If you are interested in SNP testing the choice of testing company will be down to the individual and will depend on your budget and your objectives. The ISOGG SNP Testing Chart in the ISOGG Wiki provides a comparison between all the testing companies and is updated as new information becomes available. There will inevitably be new products coming onto the market in the next year with each new test appearing to have a slight advantage over its competitors until the next big thing comes along. I strongly recommend that you join the relevant haplogroup project. The group administrators are all very knowledgeable and will be able to offer good advice. There is a list of Y-DNA haplogroups in the ISOGG Wiki. Most of the projects have associated mailing lists which are currently buzzing with activity, and these will often be the best source of information and commentary.

The SNP tsunami 

The large number of SNPs that will be generated in what has been described as the SNP tsunami will represent a significant challenge for the haplogroup project admins and the citizen scientists who are trying to interpret these data. The new 2014 SNP tree from the Genographic Project, with a mere 6000 or so SNPs, will be something of an irrelevance, and by the time it is published it will be massively out of date, though it will at least lay the foundations for a new nomenclature. The volunteers who maintain the ISOGG tree will have their work cut out to keep up with the new developments. One of the team, David Dowell, has already commented: "It is clear that our processes need to be reorganized and streamlined if we are going to be able to continue to serve the genetic genealogy community and researchers in related disciplines in a timely basis."10

It seems likely that the current confusion will prevail for several months. As one poster on the U106 list has commented, the now infamous quote by Donald Rumsfeld is a very good summary of the current SNP situation:

"There are known knowns; there are things we know that we know.
 There are known unknowns; that is to say, there are things that we now know we  don't know.
 But there are also unknown unknowns – there are things we do not know we don't  know."11
There will be confusion, there will be chaos and there will be competition in the coming months, but from this confusion, chaos and competition many important new discoveries will emerge. I predict that as far as Y-chromosome research is concerned 2014 will be the Year of the SNP.

Updates
Vince Tilroe advises in a comment on Roberta Estes' blog that the 1.5 Y-SNPs per generation was based on the hypothetical presumption that "the entire 60 megabases [60 million bases] of the Y-chromosome could be sequenced. This is not the case by any means, and consequently a more realistic expectation should be closer to 1 Y-SNP per every 4 to 6 generations". Preliminary results from the Full Genomes testing suggest that there is around one Y-SNP every 3 to 4 generations.

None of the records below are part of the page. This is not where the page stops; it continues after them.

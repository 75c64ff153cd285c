//! # Tastelog Config
//!
//! Configuration types for the Tastelog API, loaded from environment variables:
//!
//! - [`server`]: bind address, deployment mode, slow-request threshold, body limit
//! - [`rate_limit`]: canonical rate-limit policies and counter-store selection
//! - [`jwt`]: identity provider settings
//! - [`csrf`]: anti-forgery header name
//! - [`cors`]: allowed origins
//! - [`roles`]: static role assignments
//! - [`telemetry`]: error-tracking delivery
//!
//! Every `from_env` falls back to defaults when a variable is missing or does not
//! parse.
//!
//! # Example
//!
//! ```ignore
//! use tastelog_config::{RateLimitConfig, ServerConfig};
//!
//! let server = ServerConfig::from_env();
//! let rate_limit = RateLimitConfig::from_env();
//! ```

pub mod cors;
pub mod csrf;
pub mod jwt;
pub mod rate_limit;
pub mod roles;
pub mod server;
pub mod telemetry;

pub use cors::CorsConfig;
pub use csrf::CsrfConfig;
pub use jwt::JwtConfig;
pub use rate_limit::{
    AUTH_SENSITIVE, FailureMode, GENERAL_API, PUBLIC_READ, RateLimitConfig, RateLimitPolicy, STRICT,
    StoreBackend,
};
pub use roles::RoleConfig;
pub use server::{DeploymentMode, ServerConfig};
pub use telemetry::TelemetryConfig;
use axum::extract::State;
use serde::Serialize;

use tastelog_core::Reply;

use crate::state::AppState;

#[derive(Debug, Serialize)]
pub struct Health {
    pub status: &'static str,
    pub version: &'static str,
    pub rate_limit_backend: &'static str,
}

pub async fn health(State(state): State<AppState>) -> Reply<Health> {
    Reply::ok(Health {
        status: "ok",
        version: env!("CARGO_PKG_VERSION"),
        rate_limit_backend: state.rate_limit_store.backend(),
    })
}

Jim Wilson, the Chief Scientist from BritainsDNA, has provided a list of equivalent SNP names for some of the SNPs on the Chromo 2 chip. He has also advised that in due course he will be sharing the genome co-ordinates to allow comparisons with comprehensive Y-chromosome sequences. See CeCe Moore's blog post A list of alternate names for the Y-SNPs from BritainsDNA's Chromo 2 test for further details.

See also
A simplified Y-tree and a common standard for Y-DNA haplogroup and SNP nomenclature
- The Y-chromosome sequence interpretation service from YFull
- YSEQ.net - a new company offering a single SNP testing service

References and notes
1. For further information see the ISOGG Wiki article on the Y-chromosome:  www.isogg.org/wiki/Y_chromosome
2. Moore LT, McEvoy B, Cape E et al. A Y-chromosome signature of hegemony in Gaelic Ireland. American Journal of Human Genetics 2006 78(2): 334–338. Note, however, that this study only used 59 low-resolution STR haplotypes, and many people disagree with the conclusions, both in age and origins.
3. Paterson A. Message posted on the DNA R1b1c7 list. 25 October 2013.
4. Estes R. 2013 Family Tree DNA Conference Day 2DNAeXplained blog, 12 November 2013.
5. Wang C-C, Li H. Discovery of phylogenetic relevant Y-chromosome variants in 1000 Genomes Project data. ArXiv preprint server. Submitted 24 October 2013.
6. Elhaik E, Greenspan E, Staats S et alThe GenoChip: a new tool for genetic anthropologyGenome Biology and Evolution 2013; 5(5): 1021-31.
7. See the thread entitled Full Y chromosome sequencing: Phase III Pilot on the Anthrogenica Forum.
8. Magoon G. Message posted in the R1b-U06 mailing list, 11 November 2013.
9. See the comment thread in the private ISOGG Facebook group at https://www.facebook.com/groups/isogg/permalink/10152015234637922/.
10. Dowell D. ISOGG group gears up for SNP tsunami. Dr D Digs Up Ancestors blog, 13 November 2013.
11. For the background to the quote see the entry for Donald Rumsfeld at Wikiquote: https://en.wikiquote.org/wiki/Donald_Rumsfeld.

© 2013 Debbie Kennett

Tuesday, 12 November 2013

Genealogy in the sunshine

I am very pleased to confirm that I will be one of the speakers at the forthcoming Genealogy in the Sunshine conference which takes place in March 2104 in Rocha Brava on the Algarve in Portugal. The other speakers are:

- Chris Paton, who writes the popular British Genes blog, but is also the author of several books and a well known speaker

- Else Churchill, the genealogist at the Society of Genealogists

- John Hanson, a fellow member of the Guild of One-Name Studies who is now the Research Director of the Halsted Trust, a charitable organisation which promotes one-name study research but with particular reference to the surname Halsted 

- Donald Davis, who has done some "ground-breaking research into the householder schedules for the 1841 census". He will be explaining "how his discovery can help us interpret the entries that we seen in the enumerators' books".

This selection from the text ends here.